TASK DESCRIPTION:
Copy out each line of the data below in which "predicate" appears.
EXCERPTED RECORDS Block Start
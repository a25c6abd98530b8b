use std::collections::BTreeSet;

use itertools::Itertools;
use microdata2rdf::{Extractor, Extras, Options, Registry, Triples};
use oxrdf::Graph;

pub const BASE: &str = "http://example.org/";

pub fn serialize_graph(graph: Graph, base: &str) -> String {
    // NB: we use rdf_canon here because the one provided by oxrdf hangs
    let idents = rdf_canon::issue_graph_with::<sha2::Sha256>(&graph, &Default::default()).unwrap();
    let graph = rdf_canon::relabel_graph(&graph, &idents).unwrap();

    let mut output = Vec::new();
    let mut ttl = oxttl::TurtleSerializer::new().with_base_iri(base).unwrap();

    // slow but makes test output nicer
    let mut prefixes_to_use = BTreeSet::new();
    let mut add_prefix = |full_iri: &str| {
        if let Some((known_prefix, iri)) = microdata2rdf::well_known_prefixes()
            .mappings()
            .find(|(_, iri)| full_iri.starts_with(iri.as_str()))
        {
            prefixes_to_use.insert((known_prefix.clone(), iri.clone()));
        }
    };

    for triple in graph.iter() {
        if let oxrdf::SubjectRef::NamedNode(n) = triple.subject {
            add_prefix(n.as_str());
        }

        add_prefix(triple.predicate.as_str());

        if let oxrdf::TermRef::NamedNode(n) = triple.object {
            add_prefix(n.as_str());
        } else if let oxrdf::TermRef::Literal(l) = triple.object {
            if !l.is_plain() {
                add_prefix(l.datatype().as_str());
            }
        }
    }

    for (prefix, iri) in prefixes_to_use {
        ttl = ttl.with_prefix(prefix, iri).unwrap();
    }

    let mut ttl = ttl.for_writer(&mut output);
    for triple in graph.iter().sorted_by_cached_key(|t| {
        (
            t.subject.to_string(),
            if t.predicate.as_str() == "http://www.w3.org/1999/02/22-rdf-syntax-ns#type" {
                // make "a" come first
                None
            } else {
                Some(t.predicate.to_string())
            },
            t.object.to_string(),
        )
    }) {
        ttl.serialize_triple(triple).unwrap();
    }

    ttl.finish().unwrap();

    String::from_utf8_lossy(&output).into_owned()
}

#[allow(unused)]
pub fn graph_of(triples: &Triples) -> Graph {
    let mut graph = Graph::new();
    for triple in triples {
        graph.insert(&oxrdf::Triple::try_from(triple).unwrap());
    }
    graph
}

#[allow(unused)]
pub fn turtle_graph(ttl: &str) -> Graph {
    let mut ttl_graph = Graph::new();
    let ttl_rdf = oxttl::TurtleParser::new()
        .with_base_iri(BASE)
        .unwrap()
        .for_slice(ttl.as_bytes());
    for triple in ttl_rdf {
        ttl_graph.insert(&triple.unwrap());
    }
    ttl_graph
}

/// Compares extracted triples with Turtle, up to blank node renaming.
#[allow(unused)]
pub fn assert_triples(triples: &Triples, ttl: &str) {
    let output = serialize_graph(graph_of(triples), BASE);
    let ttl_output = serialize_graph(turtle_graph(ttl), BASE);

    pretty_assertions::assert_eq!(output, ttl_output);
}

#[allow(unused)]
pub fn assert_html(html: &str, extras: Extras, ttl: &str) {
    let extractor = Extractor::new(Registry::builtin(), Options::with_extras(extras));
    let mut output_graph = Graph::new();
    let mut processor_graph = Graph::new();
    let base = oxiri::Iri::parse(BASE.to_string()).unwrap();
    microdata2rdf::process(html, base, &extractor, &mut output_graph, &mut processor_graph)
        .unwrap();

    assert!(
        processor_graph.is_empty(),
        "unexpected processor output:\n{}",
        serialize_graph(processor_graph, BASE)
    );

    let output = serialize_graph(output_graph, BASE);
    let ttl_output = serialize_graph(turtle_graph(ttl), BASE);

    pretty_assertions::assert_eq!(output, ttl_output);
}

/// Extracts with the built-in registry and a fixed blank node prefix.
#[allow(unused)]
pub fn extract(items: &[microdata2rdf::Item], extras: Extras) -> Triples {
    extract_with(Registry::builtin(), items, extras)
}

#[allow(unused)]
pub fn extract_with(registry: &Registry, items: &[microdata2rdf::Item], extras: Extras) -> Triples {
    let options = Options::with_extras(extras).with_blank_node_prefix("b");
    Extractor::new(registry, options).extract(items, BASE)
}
EXCERPTED RECORDS Block End
EXCERPTED RECORDS Block Start
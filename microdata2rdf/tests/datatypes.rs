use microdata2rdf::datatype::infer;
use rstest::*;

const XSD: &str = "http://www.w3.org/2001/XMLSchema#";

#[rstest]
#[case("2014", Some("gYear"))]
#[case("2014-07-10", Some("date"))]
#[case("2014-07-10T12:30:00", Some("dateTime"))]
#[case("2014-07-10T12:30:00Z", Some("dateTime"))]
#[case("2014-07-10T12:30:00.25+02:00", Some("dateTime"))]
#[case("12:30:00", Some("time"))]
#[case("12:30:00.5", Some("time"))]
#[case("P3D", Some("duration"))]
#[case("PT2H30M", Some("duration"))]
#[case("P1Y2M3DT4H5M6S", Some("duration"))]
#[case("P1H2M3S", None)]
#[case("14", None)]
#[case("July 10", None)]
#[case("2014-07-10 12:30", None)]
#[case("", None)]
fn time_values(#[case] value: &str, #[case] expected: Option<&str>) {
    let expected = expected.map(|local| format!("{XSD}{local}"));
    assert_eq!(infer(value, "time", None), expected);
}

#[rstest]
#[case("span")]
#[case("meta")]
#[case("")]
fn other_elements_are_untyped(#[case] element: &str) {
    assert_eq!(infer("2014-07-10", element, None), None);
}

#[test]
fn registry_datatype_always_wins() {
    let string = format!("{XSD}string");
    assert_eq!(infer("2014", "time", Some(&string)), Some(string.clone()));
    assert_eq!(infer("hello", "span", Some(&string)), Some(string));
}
EXCERPTED RECORDS Block End
TASK OUTPUT:
        add_prefix(triple.predicate.as_str());
            if t.predicate.as_str() == "http://www.w3.org/1999/02/22-rdf-syntax-ns#type" {
                Some(t.predicate.to_string())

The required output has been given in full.